• Records provided
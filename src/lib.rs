//! Host monitoring daemon for Unix services.

#![warn(unused_crate_dependencies)]
// These dependencies are only used in the binary (src/bin/main.rs)
// Test dependencies are only used in test code
#[cfg(test)]
use assert_cmd as _;
#[cfg(test)]
use predicates as _;
use strum as _;
use tracing_subscriber as _;

/// CLI parsing.
pub mod cli;

/// Wall-clock stamps and uptime rendering.
pub mod clock;

/// Command execution with bounded wait.
pub mod command;

/// Control file loading.
pub mod config;

/// Dependency-aware service actions.
pub mod control;

/// Cron-expression matching.
pub mod cron;

/// Daemon loop and signals.
pub mod daemon;

/// Errors.
pub mod error;

/// Service events.
pub mod event;

/// Pid file, id file and hashing.
pub mod files;

/// Heartbeat to remote collectors.
pub mod heartbeat;

/// Loopback HTTP control surface.
pub mod http;

/// Process liveness and convergence.
pub mod observe;

/// Status reporting.
pub mod report;

/// Engine context.
pub mod run;

/// Type-specific samplers.
pub mod sample;

/// Service catalogue.
pub mod service;

/// Persisted monitoring state.
pub mod state;

/// Test utils.
#[doc(hidden)]
pub mod test_utils;

/// One monitoring cycle.
pub mod validate;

• Work to be completed
Reproduce the lines above, beginning at the line with "pub mod daemon;" and stopping after the line with "pub mod report;", exactly as they are.

• Written solution
pub mod daemon;

/// Errors.
pub mod error;

/// Service events.
pub mod event;

/// Pid file, id file and hashing.
pub mod files;

/// Heartbeat to remote collectors.
pub mod heartbeat;

/// Loopback HTTP control surface.
pub mod http;

/// Process liveness and convergence.
pub mod observe;

/// Status reporting.
pub mod report;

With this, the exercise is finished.